Aim of the exercise - Send back exactly the lines from the opening line of the records below through the one with "impl std::fmt::Debug for FacebookConfig".

Stored dataset items -
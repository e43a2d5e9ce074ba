//! Credential bundles for the third-party integrations.
//!
//! Each bundle is read key by key from a [`SettingsSource`]. Absent keys stay
//! `None`; callers decide which fields they actually need. Only the mail
//! and `OpenAI` helpers consult the environment as well, and they do so in
//! their own modules.

use secrecy::SecretString;

use proudshop_core::setting_keys;

use super::{SettingsSource, non_empty};

async fn read(settings: &impl SettingsSource, key: &str) -> Option<String> {
    non_empty(settings.get(key).await)
}

async fn read_secret(settings: &impl SettingsSource, key: &str) -> Option<SecretString> {
    read(settings, key).await.map(SecretString::from)
}

fn redact(value: Option<&SecretString>) -> &'static str {
    if value.is_some() { "[SET]" } else { "[NOT SET]" }
}

/// Facebook Marketing API credentials.
#[derive(Clone, Default)]
pub struct FacebookConfig {
    pub access_token: Option<SecretString>,
    pub ad_account_id: Option<String>,
    pub page_id: Option<String>,
    pub app_id: Option<String>,
    pub app_secret: Option<SecretString>,
}

impl std::fmt::Debug for FacebookConfig {
    fn fmt(&self, f: &mut std::fmt::Formatter<'_>) -> std::fmt::Result {
        f.debug_struct("FacebookConfig")
            .field("access_token", &redact(self.access_token.as_ref()))
            .field("ad_account_id", &self.ad_account_id)
            .field("page_id", &self.page_id)
            .field("app_id", &self.app_id)
            .field("app_secret", &redact(self.app_secret.as_ref()))
            .finish()
    }
}

impl FacebookConfig {
    pub async fn load(settings: &impl SettingsSource) -> Self {
        Self {
            access_token: read_secret(settings, setting_keys::FACEBOOK_ACCESS_TOKEN).await,
            ad_account_id: read(settings, setting_keys::FACEBOOK_AD_ACCOUNT_ID).await,
            page_id: read(settings, setting_keys::FACEBOOK_PAGE_ID).await,
            app_id: read(settings, setting_keys::FACEBOOK_APP_ID).await,
            app_secret: read_secret(settings, setting_keys::FACEBOOK_APP_SECRET).await,
        }
    }

    /// Enough to call the Ads API: a token and an ad account.
    #[must_use]
    pub const fn is_configured(&self) -> bool {
        self.access_token.is_some() && self.ad_account_id.is_some()
    }
}

/// Stripe credentials.
#[derive(Clone, Default)]
pub struct StripeConfig {
    pub secret_key: Option<SecretString>,
    pub publishable_key: Option<String>,
    pub webhook_secret: Option<SecretString>,
}

impl std::fmt::Debug for StripeConfig {
    fn fmt(&self, f: &mut std::fmt::Formatter<'_>) -> std::fmt::Result {
        f.debug_struct("StripeConfig")
            .field("secret_key", &redact(self.secret_key.as_ref()))
            .field("publishable_key", &self.publishable_key)
            .field("webhook_secret", &redact(self.webhook_secret.as_ref()))
            .finish()
    }
}

impl StripeConfig {
    pub async fn load(settings: &impl SettingsSource) -> Self {
        Self {
            secret_key: read_secret(settings, setting_keys::STRIPE_SECRET_KEY).await,
            publishable_key: read(settings, setting_keys::STRIPE_PUBLISHABLE_KEY).await,
            webhook_secret: read_secret(settings, setting_keys::STRIPE_WEBHOOK_SECRET).await,
        }
    }

    #[must_use]
    pub const fn is_configured(&self) -> bool {
        self.secret_key.is_some() && self.publishable_key.is_some()
    }
}

/// SMTP values as stored in settings, before any environment fallback.
///
/// See [`crate::services::email::TransportConfig`] for the resolved form.
#[derive(Clone, Default)]
pub struct EmailSettings {
    pub host: Option<String>,
    pub port: Option<String>,
    pub secure: Option<String>,
    pub user: Option<String>,
    pub password: Option<SecretString>,
    pub from_email: Option<String>,
    pub from_name: Option<String>,
}

impl std::fmt::Debug for EmailSettings {
    fn fmt(&self, f: &mut std::fmt::Formatter<'_>) -> std::fmt::Result {
        f.debug_struct("EmailSettings")
            .field("host", &self.host)
            .field("port", &self.port)
            .field("secure", &self.secure)
            .field("user", &self.user)
            .field("password", &redact(self.password.as_ref()))
            .field("from_email", &self.from_email)
            .field("from_name", &self.from_name)
            .finish()
    }
}

impl EmailSettings {
    pub async fn load(settings: &impl SettingsSource) -> Self {
        Self {
            host: read(settings, setting_keys::SMTP_HOST).await,
            port: read(settings, setting_keys::SMTP_PORT).await,
            secure: read(settings, setting_keys::SMTP_SECURE).await,
            user: read(settings, setting_keys::SMTP_USER).await,
            password: read_secret(settings, setting_keys::SMTP_PASSWORD).await,
            from_email: read(settings, setting_keys::SMTP_FROM_EMAIL).await,
            from_name: read(settings, setting_keys::SMTP_FROM_NAME).await,
        }
    }
}

/// `OpenAI` credentials from settings.
///
/// The canonical `OPENAI_API_KEY` wins over the legacy `openai_api_key`.
#[derive(Clone, Default)]
pub struct OpenAiSettings {
    pub api_key: Option<SecretString>,
}

impl std::fmt::Debug for OpenAiSettings {
    fn fmt(&self, f: &mut std::fmt::Formatter<'_>) -> std::fmt::Result {
        f.debug_struct("OpenAiSettings")
            .field("api_key", &redact(self.api_key.as_ref()))
            .finish()
    }
}

impl OpenAiSettings {
    pub async fn load(settings: &impl SettingsSource) -> Self {
        let api_key = match read_secret(settings, setting_keys::OPENAI_API_KEY).await {
            Some(key) => Some(key),
            None => read_secret(settings, setting_keys::OPENAI_API_KEY_ALIAS).await,
        };
        Self { api_key }
    }
}

#[cfg(test)]
#[allow(clippy::unwrap_used)]
mod tests {
    use secrecy::ExposeSecret;

    use super::*;
    use crate::settings::StaticValues;

    #[tokio::test]
    async fn test_openai_canonical_key_wins() {
        let settings = StaticValues::from_pairs([
            ("OPENAI_API_KEY", "sk-canonical"),
            ("openai_api_key", "sk-legacy"),
        ]);
        let config = OpenAiSettings::load(&settings).await;
        assert_eq!(config.api_key.unwrap().expose_secret(), "sk-canonical");
    }

    #[tokio::test]
    async fn test_openai_legacy_alias() {
        let settings = StaticValues::from_pairs([("openai_api_key", "sk-legacy")]);
        let config = OpenAiSettings::load(&settings).await;
        assert_eq!(config.api_key.unwrap().expose_secret(), "sk-legacy");

        let config = OpenAiSettings::load(&StaticValues::new()).await;
        assert!(config.api_key.is_none());
    }

    #[tokio::test]
    async fn test_facebook_config() {
        let settings = StaticValues::from_pairs([
            ("facebook_access_token", "EAAG-token"),
            ("facebook_ad_account_id", "act_123"),
            ("facebook_page_id", ""),
        ]);
        let config = FacebookConfig::load(&settings).await;
        assert!(config.is_configured());
        assert!(config.page_id.is_none());

        let debug = format!("{config:?}");
        assert!(!debug.contains("EAAG-token"));
        assert!(debug.contains("act_123"));
    }

    #[tokio::test]
    async fn test_stripe_config_incomplete() {
        let settings = StaticValues::from_pairs([("stripe_secret_key", "sk_test_1")]);
        let config = StripeConfig::load(&settings).await;
        assert!(!config.is_configured());
        assert!(format!("{config:?}").contains("[NOT SET]"));
    }

    #[tokio::test]
    async fn test_email_settings_only_reads_settings() {
        let settings = StaticValues::from_pairs([("smtp_host", "mail.proudshop.al")]);
        let config = EmailSettings::load(&settings).await;
        assert_eq!(config.host.as_deref(), Some("mail.proudshop.al"));
        assert!(config.port.is_none());
        assert!(config.password.is_none());
    }
}
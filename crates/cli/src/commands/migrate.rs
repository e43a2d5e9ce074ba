//! Database migration command.
//!
//! # Usage
//!
//! ```bash
//! ps-cli migrate
//! ```
//!
//! # Environment Variables
//!
//! - `ADMIN_DATABASE_URL` - `PostgreSQL` connection string (falls back to
//!   `DATABASE_URL`)
//!
//! Migrations live in `crates/admin/migrations/` and are embedded in the
//! admin crate. The server never runs them on start.

use thiserror::Error;

use super::DatabaseError;

#[derive(Debug, Error)]
pub enum MigrationError {
    #[error(transparent)]
    Connect(#[from] DatabaseError),

    #[error("Migration error: {0}")]
    Migration(#[from] sqlx::migrate::MigrateError),
}

/// Run the admin database migrations.
pub async fn run() -> Result<(), MigrationError> {
    let pool = super::connect().await?;

    tracing::info!("Running admin migrations...");
    proudshop_admin::db::run_migrations(&pool).await?;

    tracing::info!("Admin migrations complete!");
    Ok(())
}
//! Admin user management commands.
//!
//! # Usage
//!
//! ```bash
//! # Create a new admin user
//! ps-cli admin create -e admin@example.com -n "Admin Name" -r super_admin -p 'long password'
//!
//! # Reset a password
//! ps-cli admin set-password -e admin@example.com -p 'new long password'
//!
//! # Log in against a running API and print the bearer token
//! ps-cli admin login -e admin@example.com -p 'long password'
//! ```
//!
//! # Environment Variables
//!
//! - `ADMIN_DATABASE_URL` - `PostgreSQL` connection string for admin database
//! - `PROUDSHOP_API_URL` - API base URL for `login`

use serde_json::json;
use thiserror::Error;

use proudshop_admin::client::ClientError;
use proudshop_admin::routes::auth::TokenResponse;
use proudshop_admin::services::{AdminAccounts, AdminAuthError};
use proudshop_core::{AdminRole, AdminUserId};

use super::DatabaseError;

/// Errors that can occur during admin operations.
#[derive(Debug, Error)]
pub enum AdminError {
    #[error(transparent)]
    Connect(#[from] DatabaseError),

    /// Invalid role.
    #[error("Invalid role: {0}. Valid roles: super_admin, admin, staff")]
    InvalidRole(String),

    #[error(transparent)]
    Auth(#[from] AdminAuthError),

    #[error("API error: {0}")]
    Api(#[from] ClientError),
}

/// Create a new admin user.
///
/// # Returns
///
/// The ID of the created admin user.
pub async fn create_user(
    email: &str,
    name: &str,
    role: &str,
    password: &str,
) -> Result<AdminUserId, AdminError> {
    // Parse and validate role
    let role: AdminRole = role
        .parse()
        .map_err(|_| AdminError::InvalidRole(role.to_owned()))?;

    let pool = super::connect().await?;

    tracing::info!("Creating admin user: {} ({})", email, role);
    let user = AdminAccounts::new(&pool)
        .create_admin(email, name, role, password)
        .await?;

    tracing::info!(
        "Admin user created successfully! ID: {}, Email: {}, Role: {}",
        user.id,
        user.email,
        user.role
    );
    Ok(user.id)
}

/// Replace an admin's password.
pub async fn set_password(email: &str, password: &str) -> Result<(), AdminError> {
    let pool = super::connect().await?;

    AdminAccounts::new(&pool).set_password(email, password).await?;
    tracing::info!("Password updated for {}", email);
    Ok(())
}

/// Log in against the API and print the access token.
pub async fn login(email: &str, password: &str) -> Result<(), AdminError> {
    let api = super::api_client()?;
    let token: TokenResponse = api
        .post_json(
            &["auth", "login"],
            &json!({ "email": email, "password": password }),
        )
        .await?;

    #[allow(clippy::print_stdout)]
    {
        println!("{}", token.access_token);
    }
    tracing::info!("Export it as PROUDSHOP_API_TOKEN to use the admin commands");
    Ok(())
}
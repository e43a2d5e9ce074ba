//! Request and response types for the chat completion and image endpoints.

use serde::{Deserialize, Serialize};

#[derive(Debug, Clone, Serialize)]
pub struct ChatCompletionRequest {
    pub model: String,
    pub messages: Vec<PromptMessage>,
    pub max_tokens: u32,
    pub temperature: f64,
}

#[derive(Debug, Clone, Serialize, Deserialize)]
pub struct PromptMessage {
    pub role: String,
    pub content: String,
}

impl PromptMessage {
    pub fn system(content: impl Into<String>) -> Self {
        Self {
            role: "system".to_string(),
            content: content.into(),
        }
    }

    pub fn user(content: impl Into<String>) -> Self {
        Self {
            role: "user".to_string(),
            content: content.into(),
        }
    }
}

#[derive(Debug, Clone, Deserialize)]
pub struct ChatCompletionResponse {
    #[serde(default)]
    pub choices: Vec<Choice>,
}

#[derive(Debug, Clone, Deserialize)]
pub struct Choice {
    pub message: ChoiceMessage,
}

#[derive(Debug, Clone, Deserialize)]
pub struct ChoiceMessage {
    #[serde(default)]
    pub content: Option<String>,
}

impl ChatCompletionResponse {
    /// Text of the first choice, empty when the model returned nothing.
    #[must_use]
    pub fn first_text(&self) -> String {
        self.choices
            .first()
            .and_then(|c| c.message.content.clone())
            .unwrap_or_default()
    }
}

/// Square output sizes accepted for generated images.
#[derive(Debug, Clone, Copy, Default, PartialEq, Eq, Serialize, Deserialize)]
pub enum ImageSize {
    #[serde(rename = "256x256")]
    Small,
    #[serde(rename = "512x512")]
    Medium,
    #[default]
    #[serde(rename = "1024x1024")]
    Large,
}

#[derive(Debug, Clone, Copy, Default, PartialEq, Eq, Serialize, Deserialize)]
#[serde(rename_all = "lowercase")]
pub enum ImageQuality {
    #[default]
    Standard,
    Hd,
}

/// What to draw and how.
#[derive(Debug, Clone, Deserialize)]
pub struct ImageOptions {
    pub prompt: String,
    #[serde(default)]
    pub size: ImageSize,
    #[serde(default)]
    pub quality: ImageQuality,
    #[serde(default = "default_image_count")]
    pub n: u8,
}

const fn default_image_count() -> u8 {
    1
}

impl ImageOptions {
    pub fn new(prompt: impl Into<String>) -> Self {
        Self {
            prompt: prompt.into(),
            size: ImageSize::default(),
            quality: ImageQuality::default(),
            n: default_image_count(),
        }
    }
}

#[derive(Debug, Clone, Serialize)]
pub struct ImageRequest<'a> {
    pub model: &'a str,
    pub prompt: &'a str,
    pub size: ImageSize,
    pub quality: ImageQuality,
    pub n: u8,
}

#[derive(Debug, Clone, Deserialize)]
pub struct ImageResponse {
    #[serde(default)]
    pub data: Vec<ImageData>,
}

#[derive(Debug, Clone, Deserialize)]
pub struct ImageData {
    #[serde(default)]
    pub url: Option<String>,
}

#[cfg(test)]
mod tests {
    use super::*;

    #[test]
    fn test_image_options_defaults() {
        let options: ImageOptions =
            serde_json::from_str(r#"{"prompt": "Xhaketë lëkure në sfond të bardhë"}"#)
                .expect("deserialize");
        assert_eq!(options.size, ImageSize::Large);
        assert_eq!(options.quality, ImageQuality::Standard);
        assert_eq!(options.n, 1);
    }

    #[test]
    fn test_image_request_wire_format() {
        let request = ImageRequest {
            model: "dall-e-3",
            prompt: "p",
            size: ImageSize::Medium,
            quality: ImageQuality::Hd,
            n: 2,
        };
        let json = serde_json::to_value(&request).expect("serialize");
        assert_eq!(json["size"], "512x512");
        assert_eq!(json["quality"], "hd");
    }

    #[test]
    fn test_first_text_empty_choices() {
        let response: ChatCompletionResponse =
            serde_json::from_str(r#"{"choices": []}"#).expect("deserialize");
        assert_eq!(response.first_text(), "");
    }
}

Solution to the problem -
repository e43a2d5e9ce074ba
//! Credential bundles for the third-party integrations.
//!
//! Each bundle is read key by key from a [`SettingsSource`]. Absent keys stay
//! `None`; callers decide which fields they actually need. Only the mail
//! and `OpenAI` helpers consult the environment as well, and they do so in
//! their own modules.

use secrecy::SecretString;

use proudshop_core::setting_keys;

use super::{SettingsSource, non_empty};

async fn read(settings: &impl SettingsSource, key: &str) -> Option<String> {
    non_empty(settings.get(key).await)
}

async fn read_secret(settings: &impl SettingsSource, key: &str) -> Option<SecretString> {
    read(settings, key).await.map(SecretString::from)
}

fn redact(value: Option<&SecretString>) -> &'static str {
    if value.is_some() { "[SET]" } else { "[NOT SET]" }
}

/// Facebook Marketing API credentials.
#[derive(Clone, Default)]
pub struct FacebookConfig {
    pub access_token: Option<SecretString>,
    pub ad_account_id: Option<String>,
    pub page_id: Option<String>,
    pub app_id: Option<String>,
    pub app_secret: Option<SecretString>,
}

impl std::fmt::Debug for FacebookConfig {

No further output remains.